A curious editorial in the Global Times said the Maldives’ request for the withdrawal of the helicopters and personnel was an embodiment of such a desire and sent an important message to all major powers in the Indo-Pacific region.
“New Delhi has long regarded the South Asian island nation as its backyard and sphere of influence, with a strong desire to tighten its grip on the capital city of Malé and exclude other countries’ influence,” said the Beijing-based tabloid.
“As an independent sovereign country, the island republic increasingly desires to rid itself of excessive Indian influence and maximize its interests by developing diplomatic ties with all major powers.”
The Global Times is an excitable and sometimes belligerent outlet that often reflects the communist party’s leadership, with its editorials about India’s approach to the Maldives veering from condescension to threats.

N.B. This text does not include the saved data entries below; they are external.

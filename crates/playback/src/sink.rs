use std::{any::Any, error, fmt, future::Future, panic::AssertUnwindSafe};

use async_trait::async_trait;
use futures::FutureExt;
use model::simulation::LocationFix;
use serde::{ser::SerializeStruct, Serialize, Serializer};

#[derive(Debug, Clone, Copy, PartialEq, Eq, Serialize)]
#[serde(rename_all = "camelCase")]
pub enum Accuracy {
    Fine,
    Coarse,
}

#[derive(Debug, Clone, Copy, PartialEq, Eq, Serialize)]
#[serde(rename_all = "camelCase")]
pub enum Power {
    Low,
    High,
}

/// A named location provider inside the sink, e.g. `gps`.
#[derive(Debug, Clone, PartialEq, Eq, Serialize)]
#[serde(rename_all = "camelCase")]
pub struct ProviderSpec {
    pub name: String,
    pub accuracy: Accuracy,
    pub power: Power,
}

impl ProviderSpec {
    pub fn new(name: impl Into<String>, accuracy: Accuracy, power: Power) -> Self {
        Self {
            name: name.into(),
            accuracy,
            power,
        }
    }

    /// The providers a device location stack usually offers.
    pub fn defaults() -> Vec<Self> {
        vec![
            Self::new("gps", Accuracy::Fine, Power::High),
            Self::new("network", Accuracy::Coarse, Power::Low),
            Self::new("fused", Accuracy::Fine, Power::Low),
        ]
    }
}

#[derive(Debug)]
pub enum SinkError {
    /// The provider does not exist or may not be mocked.
    Unavailable(String),
    /// The provider exists but refused the request.
    Rejected(String),
    /// The sink panicked while handling the request.
    Panicked(String),
    Other(Box<dyn error::Error + Send + Sync>),
}

impl fmt::Display for SinkError {
    fn fmt(&self, f: &mut fmt::Formatter<'_>) -> fmt::Result {
        match self {
            Self::Unavailable(why) => write!(f, "provider unavailable: {}", why),
            Self::Rejected(why) => write!(f, "request rejected: {}", why),
            Self::Panicked(why) => write!(f, "sink panicked: {}", why),
            Self::Other(why) => write!(f, "{}", why),
        }
    }
}

impl error::Error for SinkError {}

/// The receiving end of a simulation, usually the platform location stack.
///
/// Implementations should return quickly. Every call is made from a playback
/// task, never from the dispatcher itself, so a slow sink only delays its own
/// deliveries.
#[async_trait]
pub trait LocationSink: Send + Sync + 'static {
    /// Registers (or re-registers) the provider so it accepts mock positions.
    async fn arm(&self, provider: &ProviderSpec) -> Result<(), SinkError>;

    async fn push(&self, provider: &ProviderSpec, fix: &LocationFix) -> Result<(), SinkError>;

    async fn disarm(&self, provider: &ProviderSpec) -> Result<(), SinkError>;
}

/// Result of one sink call for one provider.
#[derive(Debug)]
pub struct ProviderOutcome {
    pub provider: String,
    pub result: Result<(), SinkError>,
}

impl ProviderOutcome {
    pub fn new(provider: impl Into<String>, result: Result<(), SinkError>) -> Self {
        Self {
            provider: provider.into(),
            result,
        }
    }

    pub fn is_ok(&self) -> bool {
        self.result.is_ok()
    }
}

impl Serialize for ProviderOutcome {
    fn serialize<S>(&self, serializer: S) -> Result<S::Ok, S::Error>
    where
        S: Serializer,
    {
        let mut state = serializer.serialize_struct("ProviderOutcome", 3)?;
        state.serialize_field("provider", &self.provider)?;
        state.serialize_field("ok", &self.result.is_ok())?;
        match &self.result {
            Ok(()) => state.skip_field("error")?,
            Err(why) => state.serialize_field("error", &why.to_string())?,
        }
        state.end()
    }
}

fn panic_message(why: &(dyn Any + Send)) -> String {
    if let Some(message) = why.downcast_ref::<&str>() {
        message.to_string()
    } else if let Some(message) = why.downcast_ref::<String>() {
        message.clone()
    } else {
        "unknown panic".to_owned()
    }
}

/// Runs a sink call and turns a panic into `SinkError::Panicked`.
pub(crate) async fn guarded<F>(call: F) -> Result<(), SinkError>
where
    F: Future<Output = Result<(), SinkError>>,
{
    match AssertUnwindSafe(call).catch_unwind().await {
        Ok(result) => result,
        Err(why) => Err(SinkError::Panicked(panic_message(why.as_ref()))),
    }
}

/// Arms every provider. A failing provider does not keep the others from
/// being armed.
pub(crate) async fn arm_all(
    sink: &dyn LocationSink,
    providers: &[ProviderSpec],
) -> Vec<ProviderOutcome> {
    let mut outcomes = Vec::with_capacity(providers.len());
    for provider in providers {
        let result = guarded(sink.arm(provider)).await;
        match &result {
            Ok(()) => log::debug!("provider `{}` armed", provider.name),
            Err(why) => log::error!("failed to arm provider `{}`: {}", provider.name, why),
        }
        outcomes.push(ProviderOutcome::new(provider.name.clone(), result));
    }
    outcomes
}

/// Disarms every provider, best effort.
pub(crate) async fn disarm_all(
    sink: &dyn LocationSink,
    providers: &[ProviderSpec],
) -> Vec<ProviderOutcome> {
    let mut outcomes = Vec::with_capacity(providers.len());
    for provider in providers {
        let result = guarded(sink.disarm(provider)).await;
        if let Err(why) = &result {
            log::warn!("failed to disarm provider `{}`: {}", provider.name, why);
        }
        outcomes.push(ProviderOutcome::new(provider.name.clone(), result));
    }
    outcomes
}

/// Pushes one fix to every provider.
pub(crate) async fn push_all(
    sink: &dyn LocationSink,
    providers: &[ProviderSpec],
    fix: &LocationFix,
) -> Vec<ProviderOutcome> {
    let mut outcomes = Vec::with_capacity(providers.len());
    for provider in providers {
        let result = guarded(sink.push(provider, fix)).await;
        match &result {
            Ok(()) => log::trace!("pushed {:?} to `{}`", fix, provider.name),
            Err(why) => log::error!("failed to push location to `{}`: {}", provider.name, why),
        }
        outcomes.push(ProviderOutcome::new(provider.name.clone(), result));
    }
    outcomes
}

/// A sink that only writes what it receives to the log. Used where no device
/// location stack is available.
#[derive(Debug, Default, Clone)]
pub struct LogSink;

#[async_trait]
impl LocationSink for LogSink {
    async fn arm(&self, provider: &ProviderSpec) -> Result<(), SinkError> {
        log::info!(
            "test provider ready: {} ({:?}, {:?} power)",
            provider.name,
            provider.accuracy,
            provider.power
        );
        Ok(())
    }

    async fn push(&self, provider: &ProviderSpec, fix: &LocationFix) -> Result<(), SinkError> {
        log::info!(
            "{}: {:.6}, {:.6} at {:.0} ms, {:.2} m/s",
            provider.name,
            fix.coordinate.latitude,
            fix.coordinate.longitude,
            fix.timestamp_ms,
            fix.speed_mps
        );
        Ok(())
    }

    async fn disarm(&self, provider: &ProviderSpec) -> Result<(), SinkError> {
        log::info!("test provider disabled: {}", provider.name);
        Ok(())
    }
}

#[cfg(test)]
mod tests {
    use model::{Coordinate, ExampleData};

    use super::*;

    struct FlakySink;

    #[async_trait]
    impl LocationSink for FlakySink {
        async fn arm(&self, provider: &ProviderSpec) -> Result<(), SinkError> {
            match provider.name.as_str() {
                "gps" => Err(SinkError::Unavailable("not a mock location app".into())),
                "fused" => panic!("fused provider exploded"),
                _ => Ok(()),
            }
        }

        async fn push(&self, _: &ProviderSpec, _: &LocationFix) -> Result<(), SinkError> {
            Err(SinkError::Rejected("provider disabled".into()))
        }

        async fn disarm(&self, _: &ProviderSpec) -> Result<(), SinkError> {
            Ok(())
        }
    }

    #[tokio::test]
    async fn arming_continues_after_failures() {
        let outcomes = arm_all(&FlakySink, &ProviderSpec::defaults()).await;
        let results = outcomes
            .iter()
            .map(|o| (o.provider.as_str(), o.is_ok()))
            .collect::<Vec<_>>();
        assert_eq!(
            results,
            vec![("gps", false), ("network", true), ("fused", false)]
        );
        assert!(matches!(
            outcomes[2].result,
            Err(SinkError::Panicked(ref message)) if message == "fused provider exploded"
        ));
    }

    #[tokio::test]
    async fn push_failures_are_reported_per_provider() {
        let fix = LocationFix::target(Coordinate::example_data(), 0.0);
        let outcomes = push_all(&FlakySink, &ProviderSpec::defaults(), &fix).await;
        assert_eq!(outcomes.len(), 3);
        assert!(outcomes.iter().all(|o| !o.is_ok()));
    }

    #[tokio::test]
    async fn log_sink_accepts_everything() {
        let providers = ProviderSpec::defaults();
        let fix = LocationFix::target(Coordinate::example_data(), 0.0);
        assert!(arm_all(&LogSink, &providers).await.iter().all(ProviderOutcome::is_ok));
        assert!(push_all(&LogSink, &providers, &fix).await.iter().all(ProviderOutcome::is_ok));
        assert!(disarm_all(&LogSink, &providers).await.iter().all(ProviderOutcome::is_ok));
    }

    #[test]
    fn outcomes_serialize_with_error_text() {
        let ok = serde_json::to_value(ProviderOutcome::new("gps", Ok(()))).unwrap();
        assert_eq!(ok, serde_json::json!({ "provider": "gps", "ok": true }));

        let failed = serde_json::to_value(ProviderOutcome::new(
            "network",
            Err(SinkError::Rejected("disabled".into())),
        ))
        .unwrap();
        assert_eq!(
            failed,
            serde_json::json!({
                "provider": "network",
                "ok": false,
                "error": "request rejected: disabled"
            })
        );
    }
}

On Sunday Indian Prime Minister Narendra Modi renewed calls to restore the independent functioning of democratic institutions before the presidential election, following a 45-day state of emergency and months of political turmoil.
But India’s remarks on a breakdown in democracy have been given short shrift by Malé.
“China has not attempted to interfere in others’ domestic affairs in the process of implementing the initiative, nor does it intend to seek a sphere of influence,” said the Global Times editorial.
“The Maldives can be an opportunity for cooperation between China and India, as long as India can drop its unnecessary wariness.”
The Maldives’ significance comes from its proximity to international sea lanes, through which the majority of the world’s oil and half of its container shipments pass.